(Saved entries)

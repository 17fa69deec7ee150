//! VMObject: the tagged-union value type the VM operates on (spec.md §9,
//! "Dynamic typing of VM values" — a sum type replacing the source's open
//! object typing).

use crate::error::{VmError, VmResult};
use num_bigint::BigInt;
use num_traits::{Signed, ToPrimitive, Zero};
use vela_core::Address;

/// A value the VM's registers, stack, and struct fields hold.
#[derive(Debug, Clone, PartialEq, Eq)]
pub enum VMObject {
    Null,
    Bool(bool),
    Int(BigInt),
    String(String),
    Bytes(Vec<u8>),
    Address(Address),
    /// An ordered, unnamed field list (spec.md §3, "struct (ordered field
    /// map)").
    Struct(Vec<VMObject>),
    /// A resolved reference to another contract's context, built by `CTX`
    /// and entered with `SWITCH` (spec.md §4.1).
    Context(Address),
}

impl VMObject {
    pub fn type_name(&self) -> &'static str {
        match self {
            VMObject::Null => "null",
            VMObject::Bool(_) => "bool",
            VMObject::Int(_) => "int",
            VMObject::String(_) => "string",
            VMObject::Bytes(_) => "bytes",
            VMObject::Address(_) => "address",
            VMObject::Struct(_) => "struct",
            VMObject::Context(_) => "context",
        }
    }

    pub fn as_bool(&self) -> VmResult<bool> {
        match self {
            VMObject::Bool(b) => Ok(*b),
            VMObject::Int(i) => Ok(!i.is_zero()),
            VMObject::Null => Ok(false),
            other => Err(VmError::TypeMismatch {
                expected: "bool",
                actual: other.type_name(),
            }),
        }
    }

    pub fn as_int(&self) -> VmResult<BigInt> {
        match self {
            VMObject::Int(i) => Ok(i.clone()),
            VMObject::Bool(b) => Ok(BigInt::from(*b as i64)),
            VMObject::Bytes(b) => {
                if b.len() > 32 {
                    return Err(VmError::BoundsViolation(
                        "bytes-to-integer conversion requires length <= 32".to_string(),
                    ));
                }
                Ok(BigInt::from_signed_bytes_le(b))
            }
            other => Err(VmError::TypeMismatch {
                expected: "int",
                actual: other.type_name(),
            }),
        }
    }

    pub fn as_bytes(&self) -> VmResult<Vec<u8>> {
        match self {
            VMObject::Bytes(b) => Ok(b.clone()),
            VMObject::String(s) => Ok(s.as_bytes().to_vec()),
            VMObject::Address(a) => Ok(a.as_bytes().to_vec()),
            VMObject::Int(i) => Ok(i.to_signed_bytes_le()),
            other => Err(VmError::TypeMismatch {
                expected: "bytes",
                actual: other.type_name(),
            }),
        }
    }

    pub fn as_string(&self) -> VmResult<String> {
        match self {
            VMObject::String(s) => Ok(s.clone()),
            VMObject::Bytes(b) => String::from_utf8(b.clone()).map_err(|_| VmError::TypeMismatch {
                expected: "utf8 string",
                actual: "bytes",
            }),
            other => Err(VmError::TypeMismatch {
                expected: "string",
                actual: other.type_name(),
            }),
        }
    }

    pub fn as_address(&self) -> VmResult<Address> {
        match self {
            VMObject::Address(a) => Ok(*a),
            VMObject::Context(a) => Ok(*a),
            VMObject::Bytes(b) => Address::from_slice(b).map_err(|_| VmError::TypeMismatch {
                expected: "33-byte address",
                actual: "bytes",
            }),
            other => Err(VmError::TypeMismatch {
                expected: "address",
                actual: other.type_name(),
            }),
        }
    }

    pub fn as_struct(&self) -> VmResult<&[VMObject]> {
        match self {
            VMObject::Struct(fields) => Ok(fields),
            other => Err(VmError::TypeMismatch {
                expected: "struct",
                actual: other.type_name(),
            }),
        }
    }

    /// Reads field `index` of a struct value (SPEC_FULL §3 supplement).
    pub fn get_field(&self, index: usize) -> VmResult<VMObject> {
        self.as_struct()?
            .get(index)
            .cloned()
            .ok_or_else(|| VmError::BoundsViolation(format!("struct field {index} out of range")))
    }

    /// Writes field `index` of a struct value in place.
    pub fn set_field(&mut self, index: usize, value: VMObject) -> VmResult<()> {
        match self {
            VMObject::Struct(fields) => {
                let slot = fields
                    .get_mut(index)
                    .ok_or_else(|| VmError::BoundsViolation(format!("struct field {index} out of range")))?;
                *slot = value;
                Ok(())
            }
            other => Err(VmError::TypeMismatch {
                expected: "struct",
                actual: other.type_name(),
            }),
        }
    }

    /// Byte length used by `SIZE` — matches whichever representation is
    /// natural for the value's type.
    pub fn size(&self) -> VmResult<i64> {
        Ok(match self {
            VMObject::Bytes(b) => b.len() as i64,
            VMObject::String(s) => s.as_bytes().len() as i64,
            VMObject::Struct(fields) => fields.len() as i64,
            other => {
                return Err(VmError::TypeMismatch {
                    expected: "bytes, string, or struct",
                    actual: other.type_name(),
                })
            }
        })
    }

    pub fn as_i64(&self) -> VmResult<i64> {
        self.as_int()?
            .to_i64()
            .ok_or_else(|| VmError::BoundsViolation("integer does not fit in i64".to_string()))
    }

    pub fn sign(&self) -> VmResult<i64> {
        let i = self.as_int()?;
        Ok(if i.is_positive() {
            1
        } else if i.is_negative() {
            -1
        } else {
            0
        })
    }
}

impl From<bool> for VMObject {
    fn from(v: bool) -> Self {
        VMObject::Bool(v)
    }
}

impl From<BigInt> for VMObject {
    fn from(v: BigInt) -> Self {
        VMObject::Int(v)
    }
}

impl From<i64> for VMObject {
    fn from(v: i64) -> Self {
        VMObject::Int(BigInt::from(v))
    }
}

impl From<Vec<u8>> for VMObject {
    fn from(v: Vec<u8>) -> Self {
        VMObject::Bytes(v)
    }
}

impl From<String> for VMObject {
    fn from(v: String) -> Self {
        VMObject::String(v)
    }
}

impl From<Address> for VMObject {
    fn from(v: Address) -> Self {
        VMObject::Address(v)
    }
}

#[cfg(test)]
mod tests {
    use super::*;

    #[test]
    fn bytes_to_int_rejects_over_32_bytes() {
        let big = VMObject::Bytes(vec![1u8; 33]);
        assert!(big.as_int().is_err());
        let ok = VMObject::Bytes(vec![1u8; 32]);
        assert!(ok.as_int().is_ok());
    }

    #[test]
    fn struct_field_accessors_round_trip() {
        let mut s = VMObject::Struct(vec![VMObject::from(1i64), VMObject::from(2i64)]);
        assert_eq!(s.get_field(1).unwrap(), VMObject::from(2i64));
        s.set_field(1, VMObject::from(99i64)).unwrap();
        assert_eq!(s.get_field(1).unwrap(), VMObject::from(99i64));
    }

    #[test]
    fn sign_matches_value() {
        assert_eq!(VMObject::from(5i64).sign().unwrap(), 1);
        assert_eq!(VMObject::from(-5i64).sign().unwrap(), -1);
        assert_eq!(VMObject::from(0i64).sign().unwrap(), 0);
    }
}
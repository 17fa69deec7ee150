//! Host hooks the engine calls out to: named interop methods (`EXTCALL`)
//! and context resolution for cross-contract calls (`CTX`/`SWITCH`),
//! spec.md §4.1's "Interop" and "Context (SWITCH)" sections.
//!
//! The VM crate knows nothing about transactions, chains, or native
//! contracts — those concerns live in `vela-runtime` and `vela-contracts`.
//! This trait is the seam between them, following the context-passing
//! design note in spec.md §9 (the host is passed explicitly into `run`,
//! never stashed in a global).

use crate::error::VmResult;
use crate::object::VMObject;
use std::rc::Rc;
use vela_core::Address;

/// What happens when bytecode `SWITCH`es into a resolved context.
pub enum SwitchOutcome {
    /// Push a new frame and keep interpreting bytecode.
    EnterScript(Rc<[u8]>),
    /// The context was a native (non-bytecode) contract; the host already
    /// ran it to completion and this is its result.
    Returned(VMObject),
}

/// Host capabilities the running script can reach. Implemented by
/// `vela-runtime`'s `Runtime`.
pub trait InteropHost {
    /// Dispatches a named host method popped off the evaluation stack by
    /// `EXTCALL`. The handler is responsible for popping its own arguments
    /// from `args` (in push order) and pushing its result, if any.
    fn invoke_interop(&mut self, name: &str, args: &mut Vec<VMObject>) -> VmResult<VMObject>;

    /// Resolves a `CTX`-built address into either another script to enter
    /// or a native contract invocation already run to completion.
    ///
    /// `argument` is the single value `SWITCH` copied off the top of the
    /// evaluation stack (conventionally a `Struct` of `[method, args]` for
    /// native contracts).
    fn switch_context(&mut self, address: &Address, argument: VMObject) -> VmResult<SwitchOutcome>;
}
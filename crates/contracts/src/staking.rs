//! The staking/fuel contract: the canonical non-trivial native contract
//! (spec.md §4.4 "Staking contract (detailed example)"). Staking the
//! StakingToken (SOUL) accrues FuelToken (KCAL) over time, optionally
//! redirected through proxies.
//!
//! spec.md §9 flags several bugs in the system this was distilled from;
//! the accrual and read-boundary logic here implements the documented
//! *intended* behavior rather than reproducing them.

use crate::error::ContractResult;
use crate::token;
use num_bigint::BigInt;
use num_traits::{ToPrimitive, Zero};
use vela_core::{Address, Timestamp};
use vela_io::{BinaryReader, BinaryWriter, IoResult, Serializable};
use vela_runtime::{EventKind, NativeContract, Runtime};
use vela_storage::{ChangeSet, StorageMap};
use vela_vm::{VMObject, VmError, VmResult};

pub const STAKING_TOKEN: &str = "SOUL";
pub const FUEL_TOKEN: &str = "KCAL";
/// 1 SOUL-second yields 1/500 KCAL per day (spec.md §4.4).
pub const ENERGY_RATIO_DIVISOR: u64 = 500;
const SECONDS_PER_DAY: u64 = 86_400;
const MAX_PROXIES: usize = 64;

#[derive(Debug, Clone, PartialEq, Eq)]
struct StakeEntry {
    amount: BigInt,
    timestamp: Timestamp,
}

impl Serializable for StakeEntry {
    fn encode(&self, w: &mut BinaryWriter) {
        w.write_bigint(&self.amount);
        w.write_timestamp(self.timestamp);
    }

    fn decode(r: &mut BinaryReader) -> IoResult<Self> {
        Ok(Self {
            amount: r.read_bigint(64)?,
            timestamp: r.read_timestamp()?,
        })
    }
}

#[derive(Debug, Clone, PartialEq, Eq)]
struct ProxyEntry {
    address: Address,
    percentage: u8,
}

impl Serializable for ProxyEntry {
    fn encode(&self, w: &mut BinaryWriter) {
        w.write_address(&self.address);
        w.write_u8(self.percentage);
    }

    fn decode(r: &mut BinaryReader) -> IoResult<Self> {
        Ok(Self {
            address: r.read_address()?,
            percentage: r.read_u8()?,
        })
    }
}

#[derive(Debug, Clone, PartialEq, Eq, Default)]
struct ProxyList(Vec<ProxyEntry>);

impl Serializable for ProxyList {
    fn encode(&self, w: &mut BinaryWriter) {
        w.write_u8(self.0.len() as u8);
        for entry in &self.0 {
            entry.encode(w);
        }
    }

    fn decode(r: &mut BinaryReader) -> IoResult<Self> {
        let count = r.read_u8()?;
        let mut entries = Vec::with_capacity(count as usize);
        for _ in 0..count {
            entries.push(ProxyEntry::decode(r)?);
        }
        Ok(Self(entries))
    }
}

fn stakes() -> StorageMap {
    StorageMap::new(b"staking:stake:".to_vec())
}
fn claims() -> StorageMap {
    StorageMap::new(b"staking:claim:".to_vec())
}
fn proxies() -> StorageMap {
    StorageMap::new(b"staking:proxy:".to_vec())
}

/// The address staked SOUL is escrowed under while it is locked — derived
/// the same way any other contract address is (spec.md §3, "Address").
fn chain_escrow_address() -> Address {
    Address::for_contract("staking.escrow").expect("static name derives a valid address")
}

fn proxy_list(cs: &ChangeSet, address: &Address) -> ContractResult<Vec<ProxyEntry>> {
    Ok(proxies().get::<ProxyList>(cs, address.as_bytes())?.unwrap_or_default().0)
}

fn set_proxy_list(cs: &mut ChangeSet, address: &Address, list: &[ProxyEntry]) {
    proxies().set(cs, address.as_bytes(), &ProxyList(list.to_vec()));
}

pub struct StakingContract;

impl NativeContract for StakingContract {
    fn name(&self) -> &str {
        "staking"
    }

    fn invoke(&self, runtime: &mut Runtime, method: &str, args: Vec<VMObject>) -> VmResult<VMObject> {
        match method {
            "Stake" => self.stake(runtime, args),
            "Unstake" => self.unstake(runtime, args),
            "Claim" => self.claim(runtime, args),
            "AddProxy" => self.add_proxy(runtime, args),
            "RemoveProxy" => self.remove_proxy(runtime, args),
            "ClearProxies" => self.clear_proxies(runtime, args),
            "GetProxies" => self.get_proxies(runtime, args),
            "GetStake" => self.get_stake(runtime, args),
            other => Err(VmError::UnknownInterop(format!("staking.{other}"))),
        }
    }
}

fn arg_address(args: &[VMObject], i: usize) -> VmResult<Address> {
    args.get(i)
        .ok_or_else(|| VmError::BoundsViolation(format!("missing argument {i}")))?
        .as_address()
}

fn arg_int(args: &[VMObject], i: usize) -> VmResult<BigInt> {
    args.get(i)
        .ok_or_else(|| VmError::BoundsViolation(format!("missing argument {i}")))?
        .as_int()
}

impl StakingContract {
    fn stake(&self, runtime: &mut Runtime, args: Vec<VMObject>) -> VmResult<VMObject> {
        let from = arg_address(&args, 0)?;
        let amount = arg_int(&args, 1)?;
        runtime.expect(runtime.is_witness(&from), "Stake requires the staker's witness")?;
        runtime.expect(amount >= BigInt::from(ENERGY_RATIO_DIVISOR), "stake amount below the energy ratio divisor")?;
        token::debit(runtime.change_set, STAKING_TOKEN, &from, &amount).map_err(|e| VmError::Thrown(e.to_string()))?;
        token::credit(runtime.change_set, STAKING_TOKEN, &chain_escrow_address(), &amount);
        let entry = StakeEntry { amount, timestamp: runtime.block.timestamp };
        stakes().set(runtime.change_set, from.as_bytes(), &entry);
        runtime.notify(EventKind::TokenStake, from, entry.amount.to_signed_bytes_le());
        Ok(VMObject::Null)
    }

    fn unstake(&self, runtime: &mut Runtime, args: Vec<VMObject>) -> VmResult<VMObject> {
        let from = arg_address(&args, 0)?;
        runtime.expect(runtime.is_witness(&from), "Unstake requires the staker's witness")?;
        let entry: StakeEntry = stakes()
            .get(runtime.change_set, from.as_bytes())
            .map_err(|e| VmError::Thrown(e.to_string()))?
            .ok_or_else(|| VmError::Thrown("no stake entry for this address".to_string()))?;
        let elapsed = runtime.block.timestamp.since(entry.timestamp);
        runtime.expect(elapsed >= SECONDS_PER_DAY, "stake is still within its lock period")?;
        // §9(d): the source used `entry.stake`, a field that doesn't exist on
        // the struct it names (`amount`) — the amount staked is what unlocks.
        token::credit(runtime.change_set, STAKING_TOKEN, &from, &entry.amount);
        token::debit(runtime.change_set, STAKING_TOKEN, &chain_escrow_address(), &entry.amount)
            .map_err(|e| VmError::Thrown(e.to_string()))?;
        stakes().delete(runtime.change_set, from.as_bytes());
        runtime.notify(EventKind::TokenUnstake, from, entry.amount.to_signed_bytes_le());
        Ok(VMObject::Null)
    }

    fn claim(&self, runtime: &mut Runtime, args: Vec<VMObject>) -> VmResult<VMObject> {
        let from = arg_address(&args, 0)?;
        let stake_address = arg_address(&args, 1)?;
        runtime.expect(runtime.is_witness(&from), "Claim requires the claimant's witness")?;

        let stake: StakeEntry = stakes()
            .get(runtime.change_set, stake_address.as_bytes())
            .map_err(|e| VmError::Thrown(e.to_string()))?
            .ok_or_else(|| VmError::Thrown("no stake entry for this address".to_string()))?;
        let last: Option<StakeEntry> = claims()
            .get(runtime.change_set, stake_address.as_bytes())
            .map_err(|e| VmError::Thrown(e.to_string()))?;

        let already_claimed = match &last {
            Some(last) if runtime.block.timestamp.since(last.timestamp) < SECONDS_PER_DAY => last.amount.clone(),
            _ => BigInt::zero(),
        };
        let unclaimed = &stake.amount - &already_claimed;
        runtime.expect(unclaimed > BigInt::zero(), "nothing unclaimed yet")?;

        if from != stake_address {
            let delegate = proxy_list(runtime.change_set, &stake_address).map_err(|e| VmError::Thrown(e.to_string()))?;
            runtime.expect(
                delegate.iter().any(|p| p.address == from),
                "claimant is not a registered proxy for this stake",
            )?;
        }

        let fuel = unclaimed / BigInt::from(ENERGY_RATIO_DIVISOR);
        let proxy_entries = proxy_list(runtime.change_set, &stake_address).map_err(|e| VmError::Thrown(e.to_string()))?;

        let mut distributed = BigInt::zero();
        for proxy in &proxy_entries {
            let share = &fuel * BigInt::from(proxy.percentage) / BigInt::from(100u8);
            if share > BigInt::zero() {
                // §9(e): the source mints StakingToken balances here; a fuel
                // token accrual contract must mint FuelToken.
                token::mint(runtime.change_set, FUEL_TOKEN, &proxy.address, &share)
                    .map_err(|e| VmError::Thrown(e.to_string()))?;
                runtime.notify(EventKind::TokenMint, proxy.address, share.to_signed_bytes_le());
                distributed += share;
            }
        }
        let remainder = &fuel - &distributed;
        if remainder > BigInt::zero() {
            token::mint(runtime.change_set, FUEL_TOKEN, &stake_address, &remainder)
                .map_err(|e| VmError::Thrown(e.to_string()))?;
            runtime.notify(EventKind::TokenMint, stake_address, remainder.to_signed_bytes_le());
        }

        let new_claim = StakeEntry { amount: stake.amount.clone(), timestamp: runtime.block.timestamp };
        claims().set(runtime.change_set, stake_address.as_bytes(), &new_claim);
        runtime.notify(EventKind::TokenClaim, stake_address, fuel.to_signed_bytes_le());
        Ok(VMObject::Null)
    }

    fn add_proxy(&self, runtime: &mut Runtime, args: Vec<VMObject>) -> VmResult<VMObject> {
        let from = arg_address(&args, 0)?;
        let to = arg_address(&args, 1)?;
        let pct = arg_int(&args, 2)?.to_u8().unwrap_or(0);
        runtime.expect(runtime.is_witness(&from), "AddProxy requires the delegator's witness")?;
        runtime.expect(pct > 0 && pct <= 100, "percentage must be in 1..=100")?;
        runtime.expect(from != to, "cannot delegate to yourself")?;

        let mut list = proxy_list(runtime.change_set, &from).map_err(|e| VmError::Thrown(e.to_string()))?;
        let existing_total: u32 = list.iter().filter(|p| p.address != to).map(|p| p.percentage as u32).sum();
        runtime.expect(existing_total + pct as u32 <= 100, "combined proxy percentage exceeds 100")?;
        runtime.expect(list.len() < MAX_PROXIES, "too many proxies already registered")?;

        match list.iter_mut().find(|p| p.address == to) {
            Some(entry) => entry.percentage = pct,
            None => list.push(ProxyEntry { address: to, percentage: pct }),
        }
        set_proxy_list(runtime.change_set, &from, &list);
        runtime.notify(EventKind::AddressAdd, to, vec![pct]);
        Ok(VMObject::Null)
    }

    fn remove_proxy(&self, runtime: &mut Runtime, args: Vec<VMObject>) -> VmResult<VMObject> {
        let from = arg_address(&args, 0)?;
        let to = arg_address(&args, 1)?;
        runtime.expect(runtime.is_witness(&from), "RemoveProxy requires the delegator's witness")?;
        let mut list = proxy_list(runtime.change_set, &from).map_err(|e| VmError::Thrown(e.to_string()))?;
        list.retain(|p| p.address != to);
        set_proxy_list(runtime.change_set, &from, &list);
        runtime.notify(EventKind::AddressRemove, to, vec![]);
        Ok(VMObject::Null)
    }

    fn clear_proxies(&self, runtime: &mut Runtime, args: Vec<VMObject>) -> VmResult<VMObject> {
        let from = arg_address(&args, 0)?;
        runtime.expect(runtime.is_witness(&from), "ClearProxies requires the delegator's witness")?;
        proxies().delete(runtime.change_set, from.as_bytes());
        Ok(VMObject::Null)
    }

    fn get_proxies(&self, runtime: &mut Runtime, args: Vec<VMObject>) -> VmResult<VMObject> {
        let address = arg_address(&args, 0)?;
        let list = proxy_list(runtime.change_set, &address).map_err(|e| VmError::Thrown(e.to_string()))?;
        let fields = list
            .into_iter()
            .map(|p| VMObject::Struct(vec![VMObject::Address(p.address), VMObject::Int(BigInt::from(p.percentage))]))
            .collect();
        Ok(VMObject::Struct(fields))
    }

    fn get_stake(&self, runtime: &mut Runtime, args: Vec<VMObject>) -> VmResult<VMObject> {
        let address = arg_address(&args, 0)?;
        let entry: Option<StakeEntry> =
            stakes().get(runtime.change_set, address.as_bytes()).map_err(|e| VmError::Thrown(e.to_string()))?;
        Ok(match entry {
            Some(entry) => VMObject::Int(entry.amount),
            None => VMObject::Int(BigInt::zero()),
        })
    }
}
//! The `Serializable` trait: canonical binary encode/decode for every
//! persisted/hashed value (spec.md §6).

use crate::binary_reader::BinaryReader;
use crate::binary_writer::BinaryWriter;
use crate::error::IoResult;
use vela_core::Hash256;

pub trait Serializable: Sized {
    fn encode(&self, writer: &mut BinaryWriter);
    fn decode(reader: &mut BinaryReader) -> IoResult<Self>;

    /// Encodes `self` to a fresh byte buffer.
    fn to_bytes(&self) -> Vec<u8> {
        let mut writer = BinaryWriter::new();
        self.encode(&mut writer);
        writer.into_bytes()
    }

    /// Decodes a value from a complete byte buffer.
    fn from_bytes(bytes: &[u8]) -> IoResult<Self> {
        let mut reader = BinaryReader::new(bytes);
        Self::decode(&mut reader)
    }

    /// SHA-256 of the canonical encoding — used for block/transaction
    /// identity hashes.
    fn content_hash(&self) -> Hash256 {
        Hash256::sha256(&self.to_bytes())
    }
}

#[cfg(test)]
mod tests {
    use super::*;

    struct Pair(u32, Vec<u8>);

    impl Serializable for Pair {
        fn encode(&self, writer: &mut BinaryWriter) {
            writer.write_u32(self.0);
            writer.write_var_bytes(&self.1);
        }

        fn decode(reader: &mut BinaryReader) -> IoResult<Self> {
            let a = reader.read_u32()?;
            let b = reader.read_var_bytes(4096)?;
            Ok(Pair(a, b))
        }
    }

    #[test]
    fn round_trips_through_bytes() {
        let p = Pair(7, vec![1, 2, 3]);
        let bytes = p.to_bytes();
        let p2 = Pair::from_bytes(&bytes).unwrap();
        assert_eq!(p2.0, 7);
        assert_eq!(p2.1, vec![1, 2, 3]);
    }
}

### Brief
From the records above, repeat exactly the lines from the one with "name derives a" through the one with "fn set_proxy_list(cs: &mut", both included.

### Problem solution
    Address::for_contract("staking.escrow").expect("static name derives a valid address")
}

fn proxy_list(cs: &ChangeSet, address: &Address) -> ContractResult<Vec<ProxyEntry>> {
    Ok(proxies().get::<ProxyList>(cs, address.as_bytes())?.unwrap_or_default().0)
}

fn set_proxy_list(cs: &mut ChangeSet, address: &Address, list: &[ProxyEntry]) {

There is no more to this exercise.